— Может быть, вы меня с ним и познакомите?
— Идемте.
Шагая рядом с девушкой, он украдкой разглядывал ее: лицо усталое, но очень мягкое, женственное.
— А вы, случайно, не здесь работаете?
— Вы проницательны. Случайно — здесь. Я врач на летно-испытательной станции.
— В таком случае нам придется часто с вами встречаться.
— Почему?
— Я летчик, прибыл к вам работать испытателем.
— Это хорошо, а то у нас запарка, — сказала девушка и вдруг развела руками: — Опоздали…
Навстречу им из огромного сборочного цеха повалили люди. Они еще были разгорячены, что-то обсуждали, жестикулируя, — видно, новое дело их по-настоящему взволновало.
Маленькая группа в кожаных куртках отделилась от толпы, и Кирсанов сразу догадался: испытатели.
«Который же из них Гранин?» — подумал он и задержал взгляд на громоздком широкогрудом человеке с добродушным лицом.
— Угадали, — перехватив его взгляд, сказала девушка и окликнула Гранина: — Григорий Константинович, это к вам!
Жмакнув руку Кирсанова так, что тот чуть не вскрикнул от боли, Гранин обрадованно произнес:
— Мы вас давно ждем.
Они неторопливо шли к ЛИСу[3]. Гранин расспрашивал новенького, откуда он прибыл, на каких самолетах летал, где остановился, — все это с добром, заботливо, участливо, и у Кирсанова невольно рождалось доверие к этому человеку.
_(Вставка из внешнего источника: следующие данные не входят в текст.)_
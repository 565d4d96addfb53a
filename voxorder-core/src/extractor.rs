//! Order Extractor
//!
//! Best-effort, pattern-based recovery of an order from the user's side of a
//! voice conversation. Two independent layered tables run over the same
//! lower-cased text:
//!
//! - order patterns yield `(item, restaurant)`
//! - time patterns yield a raw time expression, later normalized to a
//!   timestamp on today's date
//!
//! In both tables the first pattern that matches wins; results are never
//! merged across patterns.
//!
//! # Bare hours
//!
//! An hour with no meridiem ("at 7") is read as afternoon/evening: hours
//! below 12 get 12 added. "At 9" for breakfast therefore lands at 21:00. This
//! matches the behaviour the service has always had and is kept on purpose
//! until product decides otherwise.

use chrono::{DateTime, FixedOffset, NaiveTime, TimeZone, Utc};
use once_cell::sync::Lazy;
use regex::{Captures, Regex};
use serde::{Deserialize, Serialize};

use crate::Timestamp;

// ============================================================================
// EXTRACTED ORDER
// ============================================================================

/// What the extractor recovered from a transcript.
#[derive(Debug, Clone, PartialEq, Eq, Serialize, Deserialize)]
#[serde(rename_all = "camelCase")]
pub struct ExtractedOrder {
    pub order_item: Option<String>,
    pub restaurant: Option<String>,
    /// Always set; "now" when no usable time expression was found.
    pub delivery_time: Timestamp,
    pub raw_time_expression: Option<String>,
}

impl ExtractedOrder {
    /// Nothing recovered.
    pub fn absent(now: Timestamp) -> Self {
        Self {
            order_item: None,
            restaurant: None,
            delivery_time: now,
            raw_time_expression: None,
        }
    }

    /// Both item and restaurant are present and non-blank.
    pub fn is_complete(&self) -> bool {
        let filled = |field: &Option<String>| field.as_deref().is_some_and(|s| !s.trim().is_empty());
        filled(&self.order_item) && filled(&self.restaurant)
    }

    /// Names of the fields that keep this order from being complete.
    pub fn missing_fields(&self) -> Vec<&'static str> {
        let mut missing = Vec::new();
        if self.order_item.as_deref().map_or(true, |s| s.trim().is_empty()) {
            missing.push("orderItem");
        }
        if self.restaurant.as_deref().map_or(true, |s| s.trim().is_empty()) {
            missing.push("restaurant");
        }
        missing
    }
}

/// Item and restaurant as captured by one order pattern.
#[derive(Debug, Clone, Default, PartialEq, Eq)]
pub struct OrderFields {
    pub item: Option<String>,
    pub restaurant: Option<String>,
}

// ============================================================================
// ORDER PATTERNS
// ============================================================================

/// Order pattern layers, in priority order.
#[derive(Debug, Clone, Copy, PartialEq, Eq)]
pub enum OrderPatternKind {
    /// "want / like / get / order / have X from|at Y"
    DesireVerb,
    /// "can i|we get / order / have X from|at Y"
    PoliteRequest,
    /// "X from|at Y" with no leading verb
    FromOrAt,
}

impl OrderPatternKind {
    fn pattern(self) -> &'static str {
        match self {
            OrderPatternKind::DesireVerb => {
                r"(?i)(?:want|like|get|order|have)\s+(.*?)(?:\s+from\s+|\s+at\s+)(.*?)(?:\s+at\s+|\s+for\s+|$)"
            }
            OrderPatternKind::PoliteRequest => {
                r"(?i)can\s+(?:i|we)\s+(?:get|order|have)\s+(.*?)(?:\s+from\s+|\s+at\s+)(.*?)(?:\s+at\s+|\s+for\s+|$)"
            }
            OrderPatternKind::FromOrAt => {
                r"(?i)([^,.]+?)(?:\s+from\s+|\s+at\s+)(.*?)(?:\s+at\s+|\s+for\s+|$)"
            }
        }
    }
}

/// One layer of the order table. Group 1 is the item, group 2 the restaurant.
#[derive(Debug, Clone)]
pub struct OrderPattern {
    kind: OrderPatternKind,
    regex: Regex,
}

impl OrderPattern {
    fn new(kind: OrderPatternKind) -> Result<Self, regex::Error> {
        Ok(Self {
            kind,
            regex: Regex::new(kind.pattern())?,
        })
    }

    pub fn kind(&self) -> OrderPatternKind {
        self.kind
    }

    /// Apply this layer alone. `None` means the pattern did not match.
    pub fn capture(&self, text: &str) -> Option<OrderFields> {
        let caps = self.regex.captures(text)?;
        Some(OrderFields {
            item: trimmed_group(&caps, 1),
            restaurant: trimmed_group(&caps, 2),
        })
    }
}

// ============================================================================
// TIME PATTERNS
// ============================================================================

/// Time pattern layers, in priority order.
#[derive(Debug, Clone, Copy, PartialEq, Eq)]
pub enum TimePatternKind {
    /// "at 7pm", "at 7:30 p.m.", "at 12 noon"
    ClockWithMeridiem,
    /// "at 7", "at 7 o'clock", "at 7 o'clock am"
    HourOnly,
    /// "at noon", "at midnight", "at lunchtime", "at dinner time"
    NamedPeriod,
}

impl TimePatternKind {
    fn pattern(self) -> &'static str {
        match self {
            TimePatternKind::ClockWithMeridiem => {
                r"(?i)at\s+([0-9]{1,2}(?:\s*:\s*[0-9]{2})?\s*(?:a\.?m\.?|p\.?m\.?|noon|midnight))"
            }
            TimePatternKind::HourOnly => {
                r"(?i)at\s+([0-9]{1,2})\s*(?:o'?clock)?\s*(a\.?m\.?|p\.?m\.?)?"
            }
            TimePatternKind::NamedPeriod => r"(?i)at\s+(noon|midnight|lunch\s*time|dinner\s*time)",
        }
    }

    fn render(self, caps: &Captures<'_>) -> Option<String> {
        let expression = trimmed_group(caps, 1)?;
        match self {
            TimePatternKind::HourOnly => match trimmed_group(caps, 2) {
                Some(meridiem) => Some(format!("{} {}", expression, meridiem)),
                None => Some(expression),
            },
            TimePatternKind::ClockWithMeridiem | TimePatternKind::NamedPeriod => Some(expression),
        }
    }
}

/// One layer of the time table.
#[derive(Debug, Clone)]
pub struct TimePattern {
    kind: TimePatternKind,
    regex: Regex,
}

impl TimePattern {
    fn new(kind: TimePatternKind) -> Result<Self, regex::Error> {
        Ok(Self {
            kind,
            regex: Regex::new(kind.pattern())?,
        })
    }

    pub fn kind(&self) -> TimePatternKind {
        self.kind
    }

    /// Apply this layer alone, returning the raw time expression.
    pub fn capture(&self, text: &str) -> Option<String> {
        let caps = self.regex.captures(text)?;
        self.kind.render(&caps)
    }
}

// ============================================================================
// PATTERN TABLES
// ============================================================================

struct PatternTables {
    order: Vec<OrderPattern>,
    time: Vec<TimePattern>,
    clock: Regex,
}

impl PatternTables {
    fn build() -> Result<Self, regex::Error> {
        Ok(Self {
            order: [
                OrderPatternKind::DesireVerb,
                OrderPatternKind::PoliteRequest,
                OrderPatternKind::FromOrAt,
            ]
            .into_iter()
            .map(OrderPattern::new)
            .collect::<Result<_, _>>()?,
            time: [
                TimePatternKind::ClockWithMeridiem,
                TimePatternKind::HourOnly,
                TimePatternKind::NamedPeriod,
            ]
            .into_iter()
            .map(TimePattern::new)
            .collect::<Result<_, _>>()?,
            clock: Regex::new(r"(?i)([0-9]{1,2})(?::([0-9]{2}))?\s*(a\.?m\.?|p\.?m\.?)?")?,
        })
    }
}

static PATTERNS: Lazy<Result<PatternTables, regex::Error>> = Lazy::new(PatternTables::build);

fn tables() -> Option<&'static PatternTables> {
    match PATTERNS.as_ref() {
        Ok(tables) => Some(tables),
        Err(e) => {
            tracing::error!(error = %e, "Order extraction patterns failed to compile");
            None
        }
    }
}

/// The order table, highest priority first.
pub fn order_patterns() -> &'static [OrderPattern] {
    tables().map(|t| t.order.as_slice()).unwrap_or_default()
}

/// The time table, highest priority first.
pub fn time_patterns() -> &'static [TimePattern] {
    tables().map(|t| t.time.as_slice()).unwrap_or_default()
}

// ============================================================================
// EXTRACTION
// ============================================================================

/// First matching order pattern's fields.
pub fn extract_order_fields(text: &str) -> Option<(OrderPatternKind, OrderFields)> {
    order_patterns()
        .iter()
        .find_map(|pattern| pattern.capture(text).map(|fields| (pattern.kind(), fields)))
}

/// First matching time pattern's raw expression.
pub fn extract_time_expression(text: &str) -> Option<(TimePatternKind, String)> {
    time_patterns()
        .iter()
        .find_map(|pattern| pattern.capture(text).map(|expr| (pattern.kind(), expr)))
}

/// Run both tables over `text`.
///
/// `now` fixes both the default delivery time and the calendar day that a
/// time-of-day is applied to, in `now`'s offset. Never fails: without usable
/// patterns the result is fully absent.
pub fn extract_order(text: &str, now: DateTime<FixedOffset>) -> ExtractedOrder {
    if tables().is_none() {
        return ExtractedOrder::absent(now.with_timezone(&Utc));
    }

    let fields = match extract_order_fields(text) {
        Some((kind, fields)) => {
            tracing::debug!(pattern = ?kind, item = ?fields.item, restaurant = ?fields.restaurant, "Order pattern matched");
            fields
        }
        None => {
            tracing::debug!("No order pattern matched");
            OrderFields::default()
        }
    };

    let raw_time_expression = extract_time_expression(text).map(|(kind, expr)| {
        tracing::debug!(pattern = ?kind, expression = %expr, "Time pattern matched");
        expr.to_lowercase()
    });

    let delivery_time = normalize_delivery_time(raw_time_expression.as_deref(), now);

    ExtractedOrder {
        order_item: fields.item,
        restaurant: fields.restaurant,
        delivery_time: delivery_time.with_timezone(&Utc),
        raw_time_expression,
    }
}

// ============================================================================
// TIME NORMALIZATION
// ============================================================================

/// Turn a raw time expression into an instant on `now`'s calendar day.
///
/// Seconds and sub-seconds are zeroed whenever a time-of-day is applied.
/// Without an expression, or with one that does not name a valid time of
/// day, `now` is returned unchanged.
pub fn normalize_delivery_time(
    expression: Option<&str>,
    now: DateTime<FixedOffset>,
) -> DateTime<FixedOffset> {
    let Some(expression) = expression else {
        return now;
    };
    let expression = expression.trim().to_lowercase();

    let Some((hour, minute)) = time_of_day(&expression) else {
        return now;
    };

    let Some(time) = NaiveTime::from_hms_opt(hour, minute, 0) else {
        tracing::warn!(expression = %expression, hour, minute, "Time expression is not a valid time of day; using now");
        return now;
    };

    let local = now.date_naive().and_time(time);
    now.offset().from_local_datetime(&local).single().unwrap_or(now)
}

fn time_of_day(expression: &str) -> Option<(u32, u32)> {
    if expression == "noon" {
        return Some((12, 0));
    }
    if expression == "midnight" {
        return Some((0, 0));
    }
    if expression.contains("lunch") {
        return Some((12, 0));
    }
    if expression.contains("dinner") {
        return Some((18, 0));
    }
    parse_clock(expression)
}

/// `hour[:minute][meridiem]` with the bare-hour-is-PM policy.
fn parse_clock(expression: &str) -> Option<(u32, u32)> {
    let caps = tables()?.clock.captures(expression)?;
    let mut hour: u32 = caps.get(1)?.as_str().parse().ok()?;
    let minute: u32 = match caps.get(2) {
        Some(m) => m.as_str().parse().ok()?,
        None => 0,
    };

    match caps.get(3).map(|m| m.as_str().to_lowercase()) {
        Some(meridiem) if meridiem.starts_with('p') => {
            if hour < 12 {
                hour += 12;
            }
        }
        Some(meridiem) if meridiem.starts_with('a') => {
            if hour == 12 {
                hour = 0;
            }
        }
        _ => {
            if hour < 12 {
                hour += 12;
            }
        }
    }

    Some((hour, minute))
}

fn trimmed_group(caps: &Captures<'_>, index: usize) -> Option<String> {
    caps.get(index)
        .map(|m| m.as_str().trim())
        .filter(|s| !s.is_empty())
        .map(str::to_string)
}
Что-то необыкновенно привлекательное было в Гранине. Может быть, простота и непосредственность, может быть, открытый, доверчивый взгляд. С такими легко: не надо ломать голову над тем, как вести себя, — оставайся тоже самим собой. Кирсанов даже посмеялся в душе над своими недавними тщательными приготовлениями к этой встрече.
— А вот и наше обиталище, — широко распахнув дверь летного зала, сказал Гранин. — Входите и будьте отныне как дома.
На новенького никто не обратил внимания: каждый был занят своим делом.
Гранин поднял руку:
— Други мои, прошу минуту внимания! К нам прибыло пополнение. Летчик первого класса Кирсанов. А зовут-то тебя как? — запоздало обернулся он к Кирсанову.